Regulating in the Shadows: Systemic Moral Hazard and the Problem of the Twenty-First Century Bank Run
Zachary James Gubler
ASU Sandra Day O'Connor College of Law
January 17, 2012
Alabama Law Review, Vol. 63, No. 2, p. 221, 2012
An important, emerging literature suggests that the proximate cause of the recent financial crisis was an old-fashioned bank run of the sort that was common prior to the Great Depression. But instead of individuals converging on the local savings and loan, this bank run involved investment banks’ short-term creditors who began withdrawing their cash from these banks out of concern for the quality of the underlying collateral, which consisted largely of complex asset-backed securities. A growing chorus of commentators has suggested that we should treat this run on “securitized banking” in the same way that we treated its Depression-era counterpart, including through a form of deposit insurance. In this Article, I question the reliability of this analogy by focusing on what I refer to as the “systemic moral hazard” problem posed by a deposit insurance regime for securitized banking.
This problem arises because insuring short-term creditors in this context is likely to introduce moral hazard (or increased risk-taking as the result of insurance) not only at the bank but also in the “securitization process” itself, which is the process for manufacturing the securities that these banks rely on as collateral for their short-term borrowing. Because other investors purchase these securities and may ignore or neglect their risks, the moral hazard problem of deposit insurance in this context is potentially more costly than in the traditional banking context.
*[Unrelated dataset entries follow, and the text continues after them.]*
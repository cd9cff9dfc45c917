// ABOUTME: Configuration aggregate for the measurement application and the heart-rate feed
// ABOUTME: Loads from a JSON file or environment variables over defaults and validates once
//
// SPDX-License-Identifier: MIT OR Apache-2.0
// Copyright (c) 2025 Pierre Fitness Intelligence

//! Configuration module for Pierre Measure
//!
//! - **User profile**: body height used to scale reach distances
//! - **Sessions**: one config per fitness test orchestrator
//! - **Heart-rate feed**: endpoint, polling cadence and failure policy
//!
//! Every value has a default. [`MeasureConfig::load`] layers an optional
//! JSON file named by `PIERRE_MEASURE_CONFIG_FILE` under environment
//! overrides, then validates the result.

/// Environment variable overrides
pub mod environment;

use crate::errors::{AppError, AppResult};
use crate::orchestrator::{SitAndReachSessionConfig, SitupSessionConfig, StepTestConfig};
use pierre_measure_core::constants::{heart_rate, reach};
use serde::{Deserialize, Serialize};
use std::path::Path;
use std::{env, fs};
use std::time::Duration;
use tracing::info;

/// Measured user
#[derive(Debug, Clone, Copy, PartialEq, Serialize, Deserialize)]
pub struct UserProfile {
    /// Body height in centimeters
    #[serde(default = "default_height_cm")]
    pub height_cm: f64,
}

const fn default_height_cm() -> f64 {
    reach::DEFAULT_USER_HEIGHT_CM
}

impl Default for UserProfile {
    fn default() -> Self {
        Self {
            height_cm: default_height_cm(),
        }
    }
}

/// Heart-rate relay endpoint settings
#[derive(Debug, Clone, PartialEq, Eq, Serialize, Deserialize)]
pub struct HeartRateFeedConfig {
    /// Endpoint returning the latest reading as JSON
    #[serde(default = "default_feed_url")]
    pub url: String,
    /// Time between polls
    #[serde(default = "default_poll_interval_ms")]
    pub poll_interval_ms: u64,
    /// Per-request timeout
    #[serde(default = "default_request_timeout_ms")]
    pub request_timeout_ms: u64,
    /// Consecutive failures before a connectivity warning
    #[serde(default = "default_failure_warning_threshold")]
    pub failure_warning_threshold: u32,
}

fn default_feed_url() -> String {
    heart_rate::DEFAULT_FEED_URL.to_owned()
}

const fn default_poll_interval_ms() -> u64 {
    heart_rate::POLL_INTERVAL_MS
}

const fn default_request_timeout_ms() -> u64 {
    heart_rate::REQUEST_TIMEOUT_MS
}

const fn default_failure_warning_threshold() -> u32 {
    heart_rate::FAILURE_WARNING_THRESHOLD
}

impl Default for HeartRateFeedConfig {
    fn default() -> Self {
        Self {
            url: default_feed_url(),
            poll_interval_ms: default_poll_interval_ms(),
            request_timeout_ms: default_request_timeout_ms(),
            failure_warning_threshold: default_failure_warning_threshold(),
        }
    }
}

impl HeartRateFeedConfig {
    /// Feed at `url` with default timing
    #[must_use]
    pub fn with_url(url: impl Into<String>) -> Self {
        Self {
            url: url.into(),
            ..Self::default()
        }
    }

    /// Poll interval as a duration
    #[must_use]
    pub const fn poll_interval(&self) -> Duration {
        Duration::from_millis(self.poll_interval_ms)
    }

    /// Request timeout as a duration
    #[must_use]
    pub const fn request_timeout(&self) -> Duration {
        Duration::from_millis(self.request_timeout_ms)
    }

    /// Validate feed settings
    ///
    /// # Errors
    ///
    /// Returns a config error for a non-http URL or zero timing values.
    pub fn validate(&self) -> AppResult<()> {
        if !(self.url.starts_with("http://") || self.url.starts_with("https://")) {
            return Err(AppError::config(format!(
                "heart-rate feed url must be http(s): {}",
                self.url
            )));
        }
        if self.poll_interval_ms == 0 || self.request_timeout_ms == 0 {
            return Err(AppError::config(
                "heart-rate poll interval and timeout must be positive",
            ));
        }
        if self.failure_warning_threshold == 0 {
            return Err(AppError::config(
                "heart-rate failure warning threshold must be positive",
            ));
        }
        Ok(())
    }
}

/// Complete application configuration
#[derive(Debug, Clone, PartialEq, Default, Serialize, Deserialize)]
pub struct MeasureConfig {
    /// Measured user
    #[serde(default)]
    pub user: UserProfile,
    /// Sit-up run settings
    #[serde(default)]
    pub situp: SitupSessionConfig,
    /// Sit-and-reach run settings; reach height follows `user`
    #[serde(default)]
    pub sit_and_reach: SitAndReachSessionConfig,
    /// Step test protocol
    #[serde(default)]
    pub step_test: StepTestConfig,
    /// Heart-rate relay
    #[serde(default)]
    pub heart_rate: HeartRateFeedConfig,
}

impl MeasureConfig {
    /// Parse a JSON document; missing fields take defaults
    ///
    /// # Errors
    ///
    /// Returns a serialization error for malformed JSON, or the first
    /// validation error.
    pub fn from_json_str(json: &str) -> AppResult<Self> {
        let mut config: Self = serde_json::from_str(json)?;
        config.sync_user_height();
        config.validate()?;
        Ok(config)
    }

    /// Load a JSON file
    ///
    /// # Errors
    ///
    /// Returns a storage error if the file cannot be read, otherwise as
    /// [`Self::from_json_str`].
    pub fn from_json_file(path: impl AsRef<Path>) -> AppResult<Self> {
        let path = path.as_ref();
        let json = fs::read_to_string(path).map_err(|e| {
            AppError::storage(format!("cannot read config {}: {e}", path.display()))
                .with_source(e)
        })?;
        let config = Self::from_json_str(&json)?;
        info!(path = %path.display(), "Loaded measurement config file");
        Ok(config)
    }

    /// Optional config file, then environment overrides
    ///
    /// # Errors
    ///
    /// Returns any file, parse, override or validation error.
    pub fn load() -> AppResult<Self> {
        let base = match env::var(environment::CONFIG_FILE_VAR) {
            Ok(path) => Self::from_json_file(path)?,
            Err(_) => Self::default(),
        };
        Self::from_env_over(base)
    }

    /// Copy the profile height into the reach estimator
    pub fn sync_user_height(&mut self) {
        self.sit_and_reach.reach.user_height_cm = self.user.height_cm;
    }

    /// Validate every section
    ///
    /// # Errors
    ///
    /// Returns the first section error.
    pub fn validate(&self) -> AppResult<()> {
        if !self.user.height_cm.is_finite() || self.user.height_cm <= 0.0 {
            return Err(AppError::config(format!(
                "user height {} must be positive",
                self.user.height_cm
            )));
        }
        self.situp.validate()?;
        self.sit_and_reach.validate()?;
        self.step_test.validate()?;
        self.heart_rate.validate()
    }
}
This analysis gives rise to two implications. First, the systemic moral hazard problem suggests that the scope of the regulated entity under a deposit insurance regime for securitized banking would need to be much broader than the definition adopted by current banking law, which focuses regulatory oversight on the deposit-taking institution alone. However, the more expansive regulatory task implicit in this broader definition would test regulatory competence to a greater degree than in traditional banking. Consequently, the second implication of my analysis is that the systemic moral hazard problem suggests a need to consider potential policy alternatives for dealing with the twenty-first century bank run. I briefly consider three such alternatives, which focus on eliminating, limiting or circumscribing the securitized bank’s reliance on short-term debt to finance its purchase of long-term asset-backed securities.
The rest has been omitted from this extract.